# Cores & Memory: Streaming Kernels

## - Assignment 1 Miscellany
## - Review: Little's Law, CPUs vs. GPUs
## - Streaming Kernels
## - Arithmetic Intensity, Machine Balance, & the Roofline Model

## First-Week-Flops Miscellany

### My mistakes:

#### - It took a few tries to get the jupyter notebook job working, but it does now

#### - `nvcc` syntax: use `-lineinfo` for symbols in binaries; `-G` turns off all optimizations :(

#### - I'll try to include `module load cse6230` in future assignments.  (If it doesn't work, check if modules are loaded first)



### Useful commands:

#### - `pbsnodes -a` / `qnodes -a` on the head node

#### - `nvidia-smi`: present on all nodes with GPUs.  Useful in and of itself, but also good for detecting when no GPUs are present: `which nvidia-smi || echo "No GPUs"`

### Questions / confusion people have had:

#### - "Intel says this is a 6-core / 12-hardware thread package; PACE says this is a 12 core node.  Is PACE wrong?"

Try this on a compute node when you have X forwarding:

In [1]:
module load hwloc
lstopo

Machine (128GB total)
  NUMANode L#0 (P#0 64GB)
    Socket L#0 + L3 L#0 (15MB)
      L2 L#0 (256KB) + L1d L#0 (32KB) + L1i L#0 (32KB) + Core L#0 + PU L#0 (P#0)
      L2 L#1 (256KB) + L1d L#1 (32KB) + L1i L#1 (32KB) + Core L#1 + PU L#1 (P#1)
      L2 L#2 (256KB) + L1d L#2 (32KB) + L1i L#2 (32KB) + Core L#2 + PU L#2 (P#2)
      L2 L#3 (256KB) + L1d L#3 (32KB) + L1i L#3 (32KB) + Core L#3 + PU L#3 (P#3)
      L2 L#4 (256KB) + L1d L#4 (32KB) + L1i L#4 (32KB) + Core L#4 + PU L#4 (P#4)
      L2 L#5 (256KB) + L1d L#5 (32KB) + L1i L#5 (32KB) + Core L#5 + PU L#5 (P#5)
    HostBridge L#0
      PCIBridge
        PCI 15b3:1003
          Net L#0 "ib0"
          OpenFabrics L#1 "mlx4_0"
      PCIBridge
        PCI 10de:1023
      PCIBridge
        PCIBridge
          PCI 1a03:2000
      PCIBridge
        PCI 8086:1521
          Net L#2 "eth0"
        PCI 8086:1521
          Net L#3 "eth1"
      PCI 8086:8d02
        Block L#4 "sda"
  NUMANode L#1 (P#1 64GB)
    Socket L#1 + L3 L#1 (15MB)
      L2 L#6

You'll see that PACE has it right because, for all of the nodes we will be using, they have installed *two sockets per node*.
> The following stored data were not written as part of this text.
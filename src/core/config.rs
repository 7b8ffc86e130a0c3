//! Settings resolution.
//!
//! Settings come from, highest precedence first: command-line flags,
//! environment variables (handled by clap), a TOML config file, and
//! built-in defaults. The token is never read from a file.

use std::path::{Path, PathBuf};

use serde::Deserialize;
use tracing::debug;

use crate::core::constants;
use crate::error::{ConfigError, Result};

/// Optional defaults loaded from a `.cihelper.toml` file.
///
/// ```toml
/// owner = "NatLibFi"
/// repo = "ekirjasto-android-core"
/// api_version = "2022-11-28"
/// api_url = "https://api.github.com"
/// ```
#[derive(Debug, Default, Clone, PartialEq, Eq, Deserialize)]
#[serde(deny_unknown_fields)]
pub struct FileConfig {
    pub api_url: Option<String>,
    pub api_version: Option<String>,
    pub owner: Option<String>,
    pub repo: Option<String>,
}

impl FileConfig {
    /// Load the config file.
    ///
    /// An explicit `path` must exist. Without one, `./.cihelper.toml` and then
    /// the user config file are tried; if neither exists, defaults are used.
    ///
    /// # Errors
    ///
    /// Returns `ConfigError::Read` or `ConfigError::Parse`.
    pub fn load(path: Option<&Path>) -> Result<Self> {
        if let Some(path) = path {
            return Self::load_from(path);
        }

        match Self::search_paths().into_iter().find(|p| p.is_file()) {
            Some(found) => Self::load_from(&found),
            None => {
                debug!("no config file found, using defaults");
                Ok(Self::default())
            }
        }
    }

    /// Load and parse a specific config file.
    pub fn load_from(path: &Path) -> Result<Self> {
        debug!(path = %path.display(), "loading config");

        let contents = std::fs::read_to_string(path).map_err(|source| ConfigError::Read {
            path: path.to_path_buf(),
            source,
        })?;
        let config = toml::from_str(&contents).map_err(|source| ConfigError::Parse {
            path: path.to_path_buf(),
            source,
        })?;

        Ok(config)
    }

    fn search_paths() -> Vec<PathBuf> {
        let mut paths = vec![PathBuf::from(constants::CONFIG_FILE)];
        if let Some(dir) = dirs::config_dir() {
            paths.push(
                dir.join(constants::CONFIG_DIR)
                    .join(constants::USER_CONFIG_FILE),
            );
        }
        paths
    }
}

/// Values supplied on the command line or through the environment.
#[derive(Debug, Default, Clone)]
pub struct Overrides {
    pub api_url: Option<String>,
    pub api_version: Option<String>,
    pub owner: Option<String>,
    pub repo: Option<String>,
    pub token: Option<String>,
}

/// Fully resolved settings for one invocation.
#[derive(Clone, PartialEq, Eq)]
pub struct Settings {
    pub api_url: String,
    pub api_version: String,
    pub owner: String,
    pub repo: String,
    pub token: Option<String>,
}

impl Settings {
    /// Merge overrides over the file config over built-in defaults.
    pub fn resolve(overrides: Overrides, file: FileConfig) -> Self {
        Self {
            api_url: overrides
                .api_url
                .or(file.api_url)
                .unwrap_or_else(|| constants::DEFAULT_API_URL.to_string()),
            api_version: overrides
                .api_version
                .or(file.api_version)
                .unwrap_or_else(|| constants::DEFAULT_API_VERSION.to_string()),
            owner: overrides
                .owner
                .or(file.owner)
                .unwrap_or_else(|| constants::DEFAULT_OWNER.to_string()),
            repo: overrides
                .repo
                .or(file.repo)
                .unwrap_or_else(|| constants::DEFAULT_REPO.to_string()),
            token: overrides
                .token
                .map(|t| t.trim().to_string())
                .filter(|t| !t.is_empty()),
        }
    }
}

impl std::fmt::Debug for Settings {
    fn fmt(&self, f: &mut std::fmt::Formatter<'_>) -> std::fmt::Result {
        f.debug_struct("Settings")
            .field("api_url", &self.api_url)
            .field("api_version", &self.api_version)
            .field("owner", &self.owner)
            .field("repo", &self.repo)
            .field("token", &self.token.as_ref().map(|_| "<redacted>"))
            .finish()
    }
}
### There is now a grading script that you can try for yourself

`./grading-script.sh` will:

- split up your notebook into host and compute node components
- use your qsub expressions to run your compute node script on one of each type of node
- even though you tune for one type of node, it should run without crashing on any node

### For those seeking peak GPU performance, you can also control the "grid size" (number of thread blocks)

Add, e.g., `Gs=15` to the `run_fma_prof` and `run_fma_prof_opt` targets

This will let you experiment with ILP vs. TLP.

## Review: Little's Law

$\Huge L = \lambda W$

#### - $L$: amount of $x$ in a system.
#### - $\lambda$: arrival rate, $x$ / sec.
#### - $W$: time spent in the system (sec).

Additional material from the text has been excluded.